What to produce:
Return every line of the entries that includes the word "NaiveDate".

[Stored items]
*** Block opens ***

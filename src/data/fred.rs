//! FRED API integration for the macro series behind the dashboard.

use chrono::NaiveDate;
use reqwest::blocking::Client;
use serde::Deserialize;
use tracing::{debug, info};

use crate::data::SeriesSource;
use crate::domain::{Observation, RawSeries};
use crate::error::AppError;

const BASE_URL: &str = "https://api.stlouisfed.org/fred/series/observations";
const OBS_LIMIT: usize = 100000;

pub struct FredClient {
    client: Client,
    api_key: String,
    observation_start: NaiveDate,
}

impl FredClient {
    pub fn from_env(observation_start: NaiveDate) -> Result<Self, AppError> {
        dotenvy::dotenv().ok();
        let api_key = std::env::var("FRED_API_KEY")
            .map_err(|_| AppError::new(2, "Missing FRED_API_KEY in environment (.env)."))?;
        Ok(Self::new(api_key, observation_start))
    }

    pub fn new(api_key: impl Into<String>, observation_start: NaiveDate) -> Self {
        Self {
            client: Client::new(),
            api_key: api_key.into().trim().to_string(),
            observation_start,
        }
    }
}

impl SeriesSource for FredClient {
    fn name(&self) -> &str {
        "fred"
    }

    fn fetch_series(&self, series_id: &str) -> Result<RawSeries, AppError> {
        let start = self.observation_start.to_string();
        let limit = OBS_LIMIT.to_string();
        debug!(series_id, observation_start = %start, "requesting FRED observations");

        let resp = self
            .client
            .get(BASE_URL)
            .query(&[
                ("series_id", series_id),
                ("api_key", self.api_key.as_str()),
                ("file_type", "json"),
                ("sort_order", "asc"),
                ("observation_start", start.as_str()),
                ("limit", limit.as_str()),
            ])
            .send()
            .map_err(|e| AppError::new(4, format!("FRED request for {series_id} failed: {e}")))?;

        if !resp.status().is_success() {
            return Err(AppError::new(
                4,
                format!("FRED request for {series_id} failed with status {}.", resp.status()),
            ));
        }

        let body: ObservationsResponse = resp
            .json()
            .map_err(|e| AppError::new(4, format!("Failed to parse FRED response for {series_id}: {e}")))?;

        let series = parse_observations(series_id, body.observations)?;
        info!(series_id, observations = series.len(), "fetched FRED series");
        Ok(series)
    }
}

#[derive(Debug, Deserialize)]
struct ObservationsResponse {
    observations: Vec<FredObservation>,
}

#[derive(Debug, Deserialize)]
struct FredObservation {
    date: String,
    value: String,
}

fn parse_observations(series_id: &str, raw: Vec<FredObservation>) -> Result<RawSeries, AppError> {
    let mut out = Vec::with_capacity(raw.len());
    for obs in raw {
        let Some(value) = parse_value(&obs.value) else {
            continue;
        };
        let date = NaiveDate::parse_from_str(&obs.date, "%Y-%m-%d")
            .map_err(|e| AppError::new(4, format!("Invalid FRED date '{}': {e}", obs.date)))?;
        out.push(Observation::new(date, value));
    }
    Ok(RawSeries::new(series_id, out))
}

/// FRED marks missing readings with `"."`.
fn parse_value(raw: &str) -> Option<f64> {
    let trimmed = raw.trim();
    if trimmed == "." || trimmed.is_empty() {
        return None;
    }
    let v = trimmed.parse::<f64>().ok()?;
    if v.is_finite() {
        Some(v)
    } else {
        None
    }
}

*** Block closes ***

Written solution:
use chrono::NaiveDate;
    observation_start: NaiveDate,
    pub fn from_env(observation_start: NaiveDate) -> Result<Self, AppError> {
    pub fn new(api_key: impl Into<String>, observation_start: NaiveDate) -> Self {
        let date = NaiveDate::parse_from_str(&obs.date, "%Y-%m-%d")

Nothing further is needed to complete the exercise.